=== Directions ===
From the records below, copy out each line that has the word "last".

-- Excerpted records follows --

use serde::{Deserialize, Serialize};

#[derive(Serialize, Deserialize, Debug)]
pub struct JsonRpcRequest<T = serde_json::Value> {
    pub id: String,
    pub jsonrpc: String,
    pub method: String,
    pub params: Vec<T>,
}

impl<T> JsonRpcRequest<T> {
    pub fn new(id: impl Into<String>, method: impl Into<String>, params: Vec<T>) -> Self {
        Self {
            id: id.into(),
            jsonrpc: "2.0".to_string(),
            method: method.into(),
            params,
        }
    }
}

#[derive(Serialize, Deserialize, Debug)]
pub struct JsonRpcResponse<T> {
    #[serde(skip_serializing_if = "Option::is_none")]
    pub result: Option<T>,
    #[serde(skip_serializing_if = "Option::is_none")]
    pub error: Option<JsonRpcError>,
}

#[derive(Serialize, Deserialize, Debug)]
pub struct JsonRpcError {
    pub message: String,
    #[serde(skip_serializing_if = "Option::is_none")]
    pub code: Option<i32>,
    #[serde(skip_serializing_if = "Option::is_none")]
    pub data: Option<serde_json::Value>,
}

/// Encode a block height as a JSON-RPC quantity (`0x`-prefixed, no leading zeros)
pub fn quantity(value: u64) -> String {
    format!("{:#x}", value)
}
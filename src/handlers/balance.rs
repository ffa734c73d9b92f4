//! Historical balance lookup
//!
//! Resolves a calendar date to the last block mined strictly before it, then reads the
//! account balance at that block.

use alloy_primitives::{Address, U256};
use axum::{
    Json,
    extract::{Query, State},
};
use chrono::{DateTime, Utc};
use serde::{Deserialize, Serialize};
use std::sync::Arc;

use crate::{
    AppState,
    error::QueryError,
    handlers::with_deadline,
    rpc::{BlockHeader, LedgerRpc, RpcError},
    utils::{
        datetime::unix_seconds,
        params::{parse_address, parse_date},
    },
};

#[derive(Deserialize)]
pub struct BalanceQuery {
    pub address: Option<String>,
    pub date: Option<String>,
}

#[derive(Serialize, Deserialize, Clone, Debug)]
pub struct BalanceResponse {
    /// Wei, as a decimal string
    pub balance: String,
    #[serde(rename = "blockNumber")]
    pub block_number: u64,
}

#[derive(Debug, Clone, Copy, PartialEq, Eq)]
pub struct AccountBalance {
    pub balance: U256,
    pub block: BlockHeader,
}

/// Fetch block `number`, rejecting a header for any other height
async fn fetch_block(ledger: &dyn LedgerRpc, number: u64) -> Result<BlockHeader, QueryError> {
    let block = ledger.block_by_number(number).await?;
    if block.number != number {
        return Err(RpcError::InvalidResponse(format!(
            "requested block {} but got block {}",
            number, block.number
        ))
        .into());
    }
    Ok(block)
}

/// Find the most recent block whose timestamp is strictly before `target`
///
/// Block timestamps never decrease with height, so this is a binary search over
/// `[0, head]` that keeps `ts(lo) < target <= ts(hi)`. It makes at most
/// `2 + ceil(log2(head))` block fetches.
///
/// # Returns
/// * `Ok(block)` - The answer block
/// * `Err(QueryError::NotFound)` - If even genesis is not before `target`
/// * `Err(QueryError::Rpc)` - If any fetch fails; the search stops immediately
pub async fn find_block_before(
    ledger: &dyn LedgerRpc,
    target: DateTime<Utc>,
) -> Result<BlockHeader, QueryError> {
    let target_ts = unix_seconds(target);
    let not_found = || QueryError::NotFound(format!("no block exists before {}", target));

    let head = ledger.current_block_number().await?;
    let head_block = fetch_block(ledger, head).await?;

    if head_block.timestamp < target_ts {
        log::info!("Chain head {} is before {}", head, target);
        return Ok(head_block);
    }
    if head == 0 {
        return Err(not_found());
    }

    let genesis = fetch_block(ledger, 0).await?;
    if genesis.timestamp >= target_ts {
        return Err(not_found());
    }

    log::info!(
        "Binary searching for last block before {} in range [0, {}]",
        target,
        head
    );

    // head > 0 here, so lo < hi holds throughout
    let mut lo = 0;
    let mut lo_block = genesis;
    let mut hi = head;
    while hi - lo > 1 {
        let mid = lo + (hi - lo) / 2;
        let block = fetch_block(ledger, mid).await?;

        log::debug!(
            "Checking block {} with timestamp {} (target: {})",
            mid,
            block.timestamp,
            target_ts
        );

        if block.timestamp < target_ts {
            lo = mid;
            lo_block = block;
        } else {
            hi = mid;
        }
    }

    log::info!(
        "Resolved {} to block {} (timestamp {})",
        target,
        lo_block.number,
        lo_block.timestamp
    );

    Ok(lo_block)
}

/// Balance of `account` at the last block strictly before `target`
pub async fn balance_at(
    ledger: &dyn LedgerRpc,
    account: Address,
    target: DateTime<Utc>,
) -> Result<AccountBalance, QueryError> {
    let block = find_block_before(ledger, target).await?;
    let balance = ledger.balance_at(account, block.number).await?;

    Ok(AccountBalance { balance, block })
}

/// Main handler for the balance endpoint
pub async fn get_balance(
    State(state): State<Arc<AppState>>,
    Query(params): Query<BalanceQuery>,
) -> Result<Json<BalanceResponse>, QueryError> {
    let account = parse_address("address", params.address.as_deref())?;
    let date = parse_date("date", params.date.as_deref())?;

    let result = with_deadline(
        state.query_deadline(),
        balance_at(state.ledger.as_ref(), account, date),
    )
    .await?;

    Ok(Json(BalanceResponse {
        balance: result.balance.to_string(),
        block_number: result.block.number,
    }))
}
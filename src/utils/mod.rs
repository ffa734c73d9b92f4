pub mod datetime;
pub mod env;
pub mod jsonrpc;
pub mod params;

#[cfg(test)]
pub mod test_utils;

-- Excerpted records concluded --

=== Reply to the exercise ===
//! Resolves a calendar date to the last block mined strictly before it, then reads the
        "Binary searching for last block before {} in range [0, {}]",
/// Balance of `account` at the last block strictly before `target`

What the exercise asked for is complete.